Delaying safe harbour could harm ill-equipped Directors

Recent changes to insolvency laws won’t help struggling businesses that don’t actively prepare for the intensive process of achieving sanctuary

By AnsaradaTue Apr 07 2020Debt raising / restructuring, Industry news and trends, CEO-CFO

In light of the COVID-19 crisis and its unprecedented economic impact, the Australian Federal Government has suspended the insolvent trading regime for an initial period of six months.
From March 25th, there will be a temporary moratorium on insolvent trading laws which gives Directors a grace period where they will not be personally liable if their businesses become insolvent.
Nevertheless, the new amendments don’t negate the fact that intensive planning needs to be done proactively if a business finds itself in this position.
Under Section 180 of the Australian Corporations Act, Directors have a legal duty of care to have full visibility over the health of their business.
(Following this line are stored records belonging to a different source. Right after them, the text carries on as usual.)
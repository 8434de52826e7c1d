//! Wire types for the OpenAI-compatible chat completions and model-info
//! endpoints. Only the fields the core subsystem actually consumes (spec
//! §6) are modeled; everything else is accepted and ignored.

use serde::{Deserialize, Serialize};

#[derive(Debug, Clone, Copy, PartialEq, Eq, Serialize, Deserialize)]
#[serde(rename_all = "lowercase")]
pub enum ChatRole {
    System,
    User,
    Assistant,
    Tool,
}

#[derive(Debug, Clone, Serialize, Deserialize)]
pub struct ChatMessage {
    pub role: ChatRole,
    pub content: String,
}

impl ChatMessage {
    pub fn system(content: impl Into<String>) -> Self {
        Self {
            role: ChatRole::System,
            content: content.into(),
        }
    }

    pub fn user(content: impl Into<String>) -> Self {
        Self {
            role: ChatRole::User,
            content: content.into(),
        }
    }

    pub fn assistant(content: impl Into<String>) -> Self {
        Self {
            role: ChatRole::Assistant,
            content: content.into(),
        }
    }
}

#[derive(Debug, Clone, Serialize)]
pub struct ChatRequest {
    pub model: String,
    pub messages: Vec<ChatMessage>,
    #[serde(skip_serializing_if = "Option::is_none")]
    pub max_tokens: Option<u32>,
    #[serde(skip_serializing_if = "Option::is_none")]
    pub temperature: Option<f32>,
    pub stream: bool,
}

impl ChatRequest {
    pub fn new(model: impl Into<String>, messages: Vec<ChatMessage>) -> Self {
        Self {
            model: model.into(),
            messages,
            max_tokens: None,
            temperature: None,
            stream: false,
        }
    }

    pub fn with_max_tokens(mut self, max_tokens: u32) -> Self {
        self.max_tokens = Some(max_tokens);
        self
    }

    pub fn with_temperature(mut self, temperature: f32) -> Self {
        self.temperature = Some(temperature);
        self
    }

    pub fn streaming(mut self) -> Self {
        self.stream = true;
        self
    }

    /// A probe request with `max_tokens=1`, used by the token counter (C1) to
    /// recover `usage.prompt_tokens` without paying for a real completion.
    pub fn probe(model: impl Into<String>, messages: Vec<ChatMessage>) -> Self {
        Self::new(model, messages).with_max_tokens(1)
    }
}

#[derive(Debug, Clone, Deserialize)]
pub struct ChatResponse {
    #[serde(default)]
    pub id: String,
    #[serde(default)]
    pub model: String,
    pub choices: Vec<ChatChoice>,
    #[serde(default)]
    pub usage: Option<Usage>,
}

impl ChatResponse {
    pub fn first_content(&self) -> &str {
        self.choices
            .first()
            .map(|c| c.message.content.as_str())
            .unwrap_or("")
    }
}

#[derive(Debug, Clone, Deserialize)]
pub struct ChatChoice {
    #[serde(default)]
    pub index: u32,
    pub message: ChatResponseMessage,
    #[serde(default)]
    pub finish_reason: Option<String>,
}

#[derive(Debug, Clone, Deserialize)]
pub struct ChatResponseMessage {
    #[serde(default)]
    pub role: String,
    #[serde(default)]
    pub content: String,
}

#[derive(Debug, Clone, Copy, Default, Deserialize)]
pub struct Usage {
    #[serde(default)]
    pub prompt_tokens: u32,
    #[serde(default)]
    pub completion_tokens: u32,
    #[serde(default)]
    pub total_tokens: u32,
}

/// SSE delta chunk shape (`choices[0].delta.content`).
#[derive(Debug, Clone, Deserialize)]
pub struct ChatStreamChunk {
    pub choices: Vec<ChatStreamChoice>,
}

#[derive(Debug, Clone, Deserialize)]
pub struct ChatStreamChoice {
    #[serde(default)]
    pub delta: ChatStreamDelta,
    #[serde(default)]
    pub finish_reason: Option<String>,
}

#[derive(Debug, Clone, Default, Deserialize)]
pub struct ChatStreamDelta {
    #[serde(default)]
    pub content: Option<String>,
}

/// Normalized model-info result. `source` tags where the window came from,
/// mirroring the three-tier fallback in spec §4.2 / §7.
#[derive(Debug, Clone, Serialize, Deserialize)]
pub struct ModelInfo {
    pub model_id: String,
    pub loaded_context_length: Option<u32>,
    pub max_context_length: Option<u32>,
    pub state: Option<String>,
    pub source: ModelInfoSource,
}

#[derive(Debug, Clone, Copy, PartialEq, Eq, Serialize, Deserialize)]
#[serde(rename_all = "snake_case")]
pub enum ModelInfoSource {
    /// `loaded_context_length` was present — the model is actually loaded.
    LoadedContextLength,
    /// Only `max_context_length` (the model's ceiling) was available.
    MaxContextLength,
    /// Probe failed entirely; using `CTX_DEFAULT_CONTEXT_LENGTH`.
    Default,
}

/// Raw shape of `GET /api/v0/models/{id}` and each element of
/// `GET /api/v0/models`. Alternate key names are normalized by the caller
/// (spec §7: `context_length`, `context_window`, `ctx_window`, `max_ctx`,
/// `n_ctx`, `max_position_embeddings`).
#[derive(Debug, Clone, Deserialize)]
pub struct RawModelInfo {
    #[serde(default)]
    pub id: Option<String>,
    #[serde(default)]
    pub model: Option<String>,
    #[serde(default)]
    pub name: Option<String>,
    #[serde(default)]
    pub state: Option<String>,
    #[serde(default)]
    pub loaded_context_length: Option<u32>,
    #[serde(default)]
    pub max_context_length: Option<u32>,
    #[serde(default)]
    pub context_length: Option<u32>,
    #[serde(default)]
    pub context_window: Option<u32>,
    #[serde(default)]
    pub ctx_window: Option<u32>,
    #[serde(default)]
    pub max_ctx: Option<u32>,
    #[serde(default)]
    pub n_ctx: Option<u32>,
    #[serde(default)]
    pub max_position_embeddings: Option<u32>,
}

impl RawModelInfo {
    pub fn matches(&self, model_id: &str) -> bool {
        self.id.as_deref() == Some(model_id)
            || self.model.as_deref() == Some(model_id)
            || self.name.as_deref() == Some(model_id)
    }

    /// Best-effort maximum context length, trying every alternate key name
    /// lmstudio_model_info.py's `pick()` helper checked.
    pub fn pick_max_context_length(&self) -> Option<u32> {
        self.max_context_length
            .or(self.context_length)
            .or(self.context_window)
            .or(self.ctx_window)
            .or(self.max_ctx)
            .or(self.n_ctx)
            .or(self.max_position_embeddings)
    }
}

#[derive(Debug, Clone, Deserialize)]
pub struct RawModelList {
    #[serde(default)]
    pub data: Vec<RawModelInfo>,
}
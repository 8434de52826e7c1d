//! Token Counter (C1).
//!
//! `count_chat`/`count_text` fingerprint a (model, message-list) pair, check
//! a short-TTL cache, and on miss post a `max_tokens=1` probe to the
//! upstream to read back `usage.prompt_tokens`. Any transport or decode
//! failure falls back to a 4-chars/token heuristic. Never returns an error
//! to the caller; the returned `mode` tells the caller which path was used
//! (mirrors `lmstudio_tokens.py`'s cache-then-probe-then-approximate shape).

use crate::config::ContextConfig;
use crate::provider::{ChatMessage, ChatRequest, Provider};
use once_cell::sync::Lazy;
use sha2::{Digest, Sha256};
use std::collections::HashMap;
use std::sync::Mutex;
use std::time::{Duration, Instant};

#[derive(Debug, Clone, Copy, PartialEq, Eq, serde::Serialize, serde::Deserialize)]
#[serde(rename_all = "kebab-case")]
pub enum TokenCountMode {
    ProxyHttp,
    Approx,
}

impl TokenCountMode {
    pub fn as_str(&self) -> &'static str {
        match self {
            TokenCountMode::ProxyHttp => "proxy-http",
            TokenCountMode::Approx => "approx",
        }
    }
}

#[derive(Debug, Clone, Copy)]
pub struct TokenCount {
    pub tokens: u32,
    pub mode: TokenCountMode,
}

struct CacheEntry {
    tokens: u32,
    mode: TokenCountMode,
    expires_at: Instant,
}

static CACHE: Lazy<Mutex<HashMap<String, CacheEntry>>> = Lazy::new(|| Mutex::new(HashMap::new()));

fn fingerprint(model_id: &str, messages: &[ChatMessage]) -> String {
    let mut hasher = Sha256::new();
    hasher.update(model_id.as_bytes());
    for m in messages {
        hasher.update([0u8]);
        hasher.update(format!("{:?}", m.role).as_bytes());
        hasher.update([0u8]);
        hasher.update(m.content.as_bytes());
    }
    format!("{:x}", hasher.finalize())
}

/// 4 characters ≈ 1 token, ceil, minimum 1 per non-empty message.
fn approx_tokens_messages(messages: &[ChatMessage]) -> u32 {
    messages
        .iter()
        .map(|m| approx_tokens_text(&m.content))
        .sum()
}

pub fn approx_tokens_text(text: &str) -> u32 {
    if text.is_empty() {
        return 0;
    }
    (text.chars().count() as u32).div_ceil(4).max(1)
}

/// Count tokens for `messages` against `model_id`. Caches by fingerprint
/// with `ctx.token_cache_ttl_sec` TTL. When `ctx.token_count_mode` is
/// `"approx"` the upstream probe is skipped entirely (spec §6); otherwise
/// posts a `max_tokens=1` probe and falls back to `approx` on failure.
pub async fn count_chat(
    provider: &dyn Provider,
    model_id: &str,
    messages: &[ChatMessage],
    ctx: &ContextConfig,
) -> TokenCount {
    let key = fingerprint(model_id, messages);
    let ttl = Duration::from_secs(ctx.token_cache_ttl_sec);

    if let Some(entry) = CACHE.lock().unwrap().get(&key)
        && entry.expires_at > Instant::now()
    {
        return TokenCount {
            tokens: entry.tokens,
            mode: entry.mode,
        };
    }

    let result = if ctx.token_count_mode == "approx" {
        TokenCount {
            tokens: approx_tokens_messages(messages),
            mode: TokenCountMode::Approx,
        }
    } else {
        let probe = ChatRequest::probe(model_id, messages.to_vec());
        match provider.chat(probe).await {
            Ok(response) => match response.usage {
                Some(usage) if usage.prompt_tokens > 0 => TokenCount {
                    tokens: usage.prompt_tokens,
                    mode: TokenCountMode::ProxyHttp,
                },
                _ => {
                    tracing::warn!(model_id, "upstream returned no usage.prompt_tokens, falling back to approx");
                    TokenCount {
                        tokens: approx_tokens_messages(messages),
                        mode: TokenCountMode::Approx,
                    }
                }
            },
            Err(e) => {
                tracing::warn!(model_id, error = %e, "token probe failed, falling back to approx");
                TokenCount {
                    tokens: approx_tokens_messages(messages),
                    mode: TokenCountMode::Approx,
                }
            }
        }
    };

    CACHE.lock().unwrap().insert(
        key,
        CacheEntry {
            tokens: result.tokens,
            mode: result.mode,
            expires_at: Instant::now() + ttl,
        },
    );

    result
}

pub async fn count_text(provider: &dyn Provider, model_id: &str, text: &str, ctx: &ContextConfig) -> TokenCount {
    count_chat(provider, model_id, &[ChatMessage::user(text)], ctx).await
}

#[cfg(test)]
mod tests {
    use super::*;
    use crate::provider::mock::MockProvider;

    #[tokio::test]
    async fn proxy_mode_on_success() {
        let provider = MockProvider::new(vec!["ok"]);
        let ctx = ContextConfig::default();
        let result = count_text(&provider, "mock-model", "hello world", &ctx).await;
        assert_eq!(result.mode, TokenCountMode::ProxyHttp);
        assert_eq!(result.tokens, 10);
    }

    #[tokio::test]
    async fn approx_mode_skips_the_probe() {
        let provider = MockProvider::new(vec!["ok"]);
        let mut ctx = ContextConfig::default();
        ctx.token_count_mode = "approx".to_string();
        let text = "approx mode must never hit the upstream probe";
        let result = count_text(&provider, "approx-mode-test-model", text, &ctx).await;
        assert_eq!(result.mode, TokenCountMode::Approx);
        assert_eq!(result.tokens, approx_tokens_text(text));
    }

    #[test]
    fn approx_heuristic_ceils_and_has_floor() {
        assert_eq!(approx_tokens_text(""), 0);
        assert_eq!(approx_tokens_text("a"), 1);
        assert_eq!(approx_tokens_text("abcd"), 1);
        assert_eq!(approx_tokens_text("abcde"), 2);
    }
}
For Australian companies who may be struggling amid the COVID-19 crisis, there is no benefit to delaying the process of actively implementing a restructuring plan.
Given the volatility of the situation, this window should not be used for stockpiling debt to delay the inevitable, but for taking conscientious action to get full visibility across their organization and develop their strategy accordingly.
Regardless of the moratorium, Directors remain responsible for the health of the business. Now more than ever, they need to be aware of their general and statutory duties of care, as they could still ultimately face penalties for mismanagement if proper restructuring plans are not implemented early enough.